WHAT IS REQUIRED - Gather every line of the entries that includes the word "importing".
......
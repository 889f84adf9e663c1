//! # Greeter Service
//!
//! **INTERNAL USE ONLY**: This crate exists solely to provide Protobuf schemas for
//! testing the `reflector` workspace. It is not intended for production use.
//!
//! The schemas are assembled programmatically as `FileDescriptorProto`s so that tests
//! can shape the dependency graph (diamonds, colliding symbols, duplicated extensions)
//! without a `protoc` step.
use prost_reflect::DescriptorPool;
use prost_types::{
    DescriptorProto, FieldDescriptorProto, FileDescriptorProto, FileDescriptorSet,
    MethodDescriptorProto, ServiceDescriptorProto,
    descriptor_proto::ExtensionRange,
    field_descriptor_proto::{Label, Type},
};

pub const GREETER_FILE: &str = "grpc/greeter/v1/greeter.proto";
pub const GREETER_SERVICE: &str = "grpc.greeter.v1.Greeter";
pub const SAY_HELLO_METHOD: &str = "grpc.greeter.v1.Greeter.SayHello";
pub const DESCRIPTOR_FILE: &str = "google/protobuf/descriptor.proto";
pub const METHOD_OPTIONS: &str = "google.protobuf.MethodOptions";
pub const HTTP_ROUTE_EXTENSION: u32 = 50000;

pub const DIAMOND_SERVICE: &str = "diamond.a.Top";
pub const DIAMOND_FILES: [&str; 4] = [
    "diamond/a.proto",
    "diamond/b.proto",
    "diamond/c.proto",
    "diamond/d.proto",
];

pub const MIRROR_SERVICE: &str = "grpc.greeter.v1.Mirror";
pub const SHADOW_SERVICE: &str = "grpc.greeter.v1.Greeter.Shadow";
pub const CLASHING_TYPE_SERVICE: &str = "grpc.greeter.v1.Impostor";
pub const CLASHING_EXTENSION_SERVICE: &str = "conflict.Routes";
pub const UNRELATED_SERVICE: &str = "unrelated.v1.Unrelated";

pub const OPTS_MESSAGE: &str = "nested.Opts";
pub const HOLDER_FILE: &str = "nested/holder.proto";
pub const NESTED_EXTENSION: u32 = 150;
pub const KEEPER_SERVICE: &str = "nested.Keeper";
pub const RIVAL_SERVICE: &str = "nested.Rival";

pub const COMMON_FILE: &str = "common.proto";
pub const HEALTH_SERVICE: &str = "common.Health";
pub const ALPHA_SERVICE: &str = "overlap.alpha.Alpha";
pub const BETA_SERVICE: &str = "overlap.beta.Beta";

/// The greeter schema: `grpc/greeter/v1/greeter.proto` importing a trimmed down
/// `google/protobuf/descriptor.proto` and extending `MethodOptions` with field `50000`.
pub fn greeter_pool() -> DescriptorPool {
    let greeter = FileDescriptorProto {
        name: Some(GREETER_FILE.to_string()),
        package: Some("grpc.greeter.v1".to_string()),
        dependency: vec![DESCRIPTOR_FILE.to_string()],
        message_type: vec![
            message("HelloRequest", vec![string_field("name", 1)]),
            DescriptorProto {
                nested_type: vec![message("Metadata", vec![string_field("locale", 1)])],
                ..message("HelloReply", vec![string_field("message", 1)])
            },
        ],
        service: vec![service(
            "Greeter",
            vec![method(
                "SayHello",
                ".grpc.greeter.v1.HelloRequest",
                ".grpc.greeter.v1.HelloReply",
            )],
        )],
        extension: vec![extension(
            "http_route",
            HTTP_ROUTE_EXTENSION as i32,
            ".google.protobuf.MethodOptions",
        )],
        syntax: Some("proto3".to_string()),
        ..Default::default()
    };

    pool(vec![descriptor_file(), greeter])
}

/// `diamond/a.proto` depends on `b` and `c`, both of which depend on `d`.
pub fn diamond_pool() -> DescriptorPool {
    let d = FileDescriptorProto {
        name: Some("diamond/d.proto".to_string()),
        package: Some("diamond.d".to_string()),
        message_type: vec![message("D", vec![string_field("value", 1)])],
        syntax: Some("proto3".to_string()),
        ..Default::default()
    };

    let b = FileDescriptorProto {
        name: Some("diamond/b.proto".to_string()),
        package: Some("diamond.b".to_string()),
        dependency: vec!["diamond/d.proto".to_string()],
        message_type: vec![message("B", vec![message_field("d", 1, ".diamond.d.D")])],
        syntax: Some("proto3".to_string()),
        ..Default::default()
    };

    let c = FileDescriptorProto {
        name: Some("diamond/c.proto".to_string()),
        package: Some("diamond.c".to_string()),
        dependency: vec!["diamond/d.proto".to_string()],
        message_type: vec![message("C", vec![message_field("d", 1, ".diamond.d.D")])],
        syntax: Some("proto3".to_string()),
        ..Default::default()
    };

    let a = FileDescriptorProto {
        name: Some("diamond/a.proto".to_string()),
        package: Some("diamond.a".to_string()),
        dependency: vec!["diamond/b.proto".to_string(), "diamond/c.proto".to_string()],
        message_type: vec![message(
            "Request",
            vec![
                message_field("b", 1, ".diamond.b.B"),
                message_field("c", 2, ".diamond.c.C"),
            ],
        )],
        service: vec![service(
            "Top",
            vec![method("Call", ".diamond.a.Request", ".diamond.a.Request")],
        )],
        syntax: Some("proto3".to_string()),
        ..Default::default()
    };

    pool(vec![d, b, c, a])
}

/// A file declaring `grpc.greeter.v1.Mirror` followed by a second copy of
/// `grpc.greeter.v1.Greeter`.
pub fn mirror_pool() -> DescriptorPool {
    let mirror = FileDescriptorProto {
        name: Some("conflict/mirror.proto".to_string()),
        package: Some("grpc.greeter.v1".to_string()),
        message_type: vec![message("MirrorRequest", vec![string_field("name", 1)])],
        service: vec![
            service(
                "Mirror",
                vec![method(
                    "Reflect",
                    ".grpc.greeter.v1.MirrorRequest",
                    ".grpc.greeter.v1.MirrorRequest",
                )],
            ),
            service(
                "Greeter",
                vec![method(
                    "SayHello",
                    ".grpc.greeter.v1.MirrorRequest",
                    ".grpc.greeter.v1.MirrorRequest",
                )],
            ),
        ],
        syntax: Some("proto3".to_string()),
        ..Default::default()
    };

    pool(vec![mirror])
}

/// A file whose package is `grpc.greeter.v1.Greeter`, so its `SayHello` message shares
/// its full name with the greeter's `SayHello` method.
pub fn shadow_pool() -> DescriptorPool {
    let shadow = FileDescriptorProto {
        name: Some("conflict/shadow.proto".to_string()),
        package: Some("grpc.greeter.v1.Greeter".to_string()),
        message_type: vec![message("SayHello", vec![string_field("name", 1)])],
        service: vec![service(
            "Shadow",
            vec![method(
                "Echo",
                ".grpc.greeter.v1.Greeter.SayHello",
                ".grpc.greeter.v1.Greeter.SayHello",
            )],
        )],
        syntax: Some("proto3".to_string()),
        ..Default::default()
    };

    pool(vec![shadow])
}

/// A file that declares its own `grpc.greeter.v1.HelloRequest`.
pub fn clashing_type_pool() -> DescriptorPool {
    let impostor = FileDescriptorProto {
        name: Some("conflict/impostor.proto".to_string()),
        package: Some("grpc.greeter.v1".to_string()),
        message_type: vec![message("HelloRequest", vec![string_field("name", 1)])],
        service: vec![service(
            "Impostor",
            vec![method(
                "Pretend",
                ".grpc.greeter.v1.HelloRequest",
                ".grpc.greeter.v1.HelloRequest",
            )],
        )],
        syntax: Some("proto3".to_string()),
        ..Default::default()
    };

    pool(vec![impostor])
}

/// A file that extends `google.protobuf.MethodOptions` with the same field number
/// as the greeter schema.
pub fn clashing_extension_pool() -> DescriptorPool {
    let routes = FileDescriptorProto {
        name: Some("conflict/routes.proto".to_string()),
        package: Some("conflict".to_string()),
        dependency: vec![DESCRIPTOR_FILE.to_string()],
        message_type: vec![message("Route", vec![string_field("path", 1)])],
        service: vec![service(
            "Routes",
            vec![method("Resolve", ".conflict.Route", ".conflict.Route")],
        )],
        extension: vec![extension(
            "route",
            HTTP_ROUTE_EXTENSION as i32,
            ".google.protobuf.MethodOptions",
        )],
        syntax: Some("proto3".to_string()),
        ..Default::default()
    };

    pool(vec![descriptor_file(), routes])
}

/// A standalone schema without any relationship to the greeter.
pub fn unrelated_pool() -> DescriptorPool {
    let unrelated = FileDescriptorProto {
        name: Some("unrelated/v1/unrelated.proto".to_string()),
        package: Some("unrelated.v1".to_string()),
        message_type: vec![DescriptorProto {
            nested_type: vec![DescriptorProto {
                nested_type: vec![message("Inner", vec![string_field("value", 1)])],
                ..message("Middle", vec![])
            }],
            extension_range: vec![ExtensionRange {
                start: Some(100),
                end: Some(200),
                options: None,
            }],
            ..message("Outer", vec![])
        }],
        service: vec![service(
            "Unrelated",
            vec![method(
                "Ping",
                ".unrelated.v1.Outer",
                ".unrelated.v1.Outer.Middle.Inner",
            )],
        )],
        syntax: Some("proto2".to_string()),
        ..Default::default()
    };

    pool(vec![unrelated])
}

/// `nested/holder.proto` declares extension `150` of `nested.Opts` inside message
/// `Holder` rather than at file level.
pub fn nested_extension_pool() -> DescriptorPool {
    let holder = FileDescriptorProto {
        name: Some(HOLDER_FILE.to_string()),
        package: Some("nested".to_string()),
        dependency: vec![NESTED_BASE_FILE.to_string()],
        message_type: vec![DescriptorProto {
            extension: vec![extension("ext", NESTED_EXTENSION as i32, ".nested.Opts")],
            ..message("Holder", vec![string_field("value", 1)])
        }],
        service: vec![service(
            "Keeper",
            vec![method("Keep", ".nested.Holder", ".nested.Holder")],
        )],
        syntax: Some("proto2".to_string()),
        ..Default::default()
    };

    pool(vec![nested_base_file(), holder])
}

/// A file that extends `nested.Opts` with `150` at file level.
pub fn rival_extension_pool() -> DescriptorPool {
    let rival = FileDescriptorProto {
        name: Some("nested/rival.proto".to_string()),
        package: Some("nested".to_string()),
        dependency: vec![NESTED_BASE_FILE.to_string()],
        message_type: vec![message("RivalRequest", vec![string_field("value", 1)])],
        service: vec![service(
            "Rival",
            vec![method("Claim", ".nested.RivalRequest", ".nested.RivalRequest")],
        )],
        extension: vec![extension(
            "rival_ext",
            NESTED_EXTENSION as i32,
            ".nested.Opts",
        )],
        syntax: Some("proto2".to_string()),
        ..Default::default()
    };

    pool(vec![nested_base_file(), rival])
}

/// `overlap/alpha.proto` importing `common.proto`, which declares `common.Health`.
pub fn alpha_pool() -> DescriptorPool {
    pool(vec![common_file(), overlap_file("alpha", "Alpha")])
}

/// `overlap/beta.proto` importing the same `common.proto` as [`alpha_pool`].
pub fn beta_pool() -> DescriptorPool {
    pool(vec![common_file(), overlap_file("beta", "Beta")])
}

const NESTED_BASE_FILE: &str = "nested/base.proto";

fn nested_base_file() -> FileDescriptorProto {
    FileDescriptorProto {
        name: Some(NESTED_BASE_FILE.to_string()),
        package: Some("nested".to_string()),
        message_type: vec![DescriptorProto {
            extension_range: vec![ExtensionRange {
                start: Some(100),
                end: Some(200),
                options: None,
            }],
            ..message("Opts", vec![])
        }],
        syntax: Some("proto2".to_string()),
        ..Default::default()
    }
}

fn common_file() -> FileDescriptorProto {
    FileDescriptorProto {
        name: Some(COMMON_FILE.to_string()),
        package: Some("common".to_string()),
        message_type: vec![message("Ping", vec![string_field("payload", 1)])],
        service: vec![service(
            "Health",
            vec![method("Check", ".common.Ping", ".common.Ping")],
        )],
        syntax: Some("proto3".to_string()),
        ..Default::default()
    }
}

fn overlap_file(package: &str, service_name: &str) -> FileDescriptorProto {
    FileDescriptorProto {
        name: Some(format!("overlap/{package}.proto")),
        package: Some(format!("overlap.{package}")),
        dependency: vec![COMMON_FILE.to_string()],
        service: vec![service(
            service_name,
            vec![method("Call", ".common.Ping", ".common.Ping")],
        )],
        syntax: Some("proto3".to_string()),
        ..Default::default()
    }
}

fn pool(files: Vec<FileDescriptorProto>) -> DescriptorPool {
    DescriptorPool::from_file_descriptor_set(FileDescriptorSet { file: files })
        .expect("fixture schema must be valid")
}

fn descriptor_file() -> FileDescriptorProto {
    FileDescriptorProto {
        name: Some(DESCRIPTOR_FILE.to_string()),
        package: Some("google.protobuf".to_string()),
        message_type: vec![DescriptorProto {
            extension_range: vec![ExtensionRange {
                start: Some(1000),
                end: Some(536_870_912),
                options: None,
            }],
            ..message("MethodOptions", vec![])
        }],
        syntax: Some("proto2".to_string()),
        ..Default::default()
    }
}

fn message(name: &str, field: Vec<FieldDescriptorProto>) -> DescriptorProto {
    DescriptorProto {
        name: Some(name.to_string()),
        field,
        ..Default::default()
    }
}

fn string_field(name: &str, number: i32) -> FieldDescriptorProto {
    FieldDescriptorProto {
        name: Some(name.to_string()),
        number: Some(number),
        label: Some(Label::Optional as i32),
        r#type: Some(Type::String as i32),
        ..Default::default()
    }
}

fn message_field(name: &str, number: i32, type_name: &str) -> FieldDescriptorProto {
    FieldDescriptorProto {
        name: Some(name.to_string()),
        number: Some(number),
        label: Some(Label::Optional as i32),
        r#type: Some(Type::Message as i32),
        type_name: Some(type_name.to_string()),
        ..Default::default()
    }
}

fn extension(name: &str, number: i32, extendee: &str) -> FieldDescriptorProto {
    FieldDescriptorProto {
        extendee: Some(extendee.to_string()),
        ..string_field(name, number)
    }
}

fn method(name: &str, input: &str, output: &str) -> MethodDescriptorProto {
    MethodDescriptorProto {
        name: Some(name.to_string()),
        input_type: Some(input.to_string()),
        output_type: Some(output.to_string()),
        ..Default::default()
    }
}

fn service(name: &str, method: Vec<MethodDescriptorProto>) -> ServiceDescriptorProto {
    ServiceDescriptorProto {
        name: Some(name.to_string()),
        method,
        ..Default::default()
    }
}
......
SOLUTION FOR THIS EXERCISE -
/// The greeter schema: `grpc/greeter/v1/greeter.proto` importing a trimmed down
/// `overlap/alpha.proto` importing `common.proto`, which declares `common.Health`.
/// `overlap/beta.proto` importing the same `common.proto` as [`alpha_pool`].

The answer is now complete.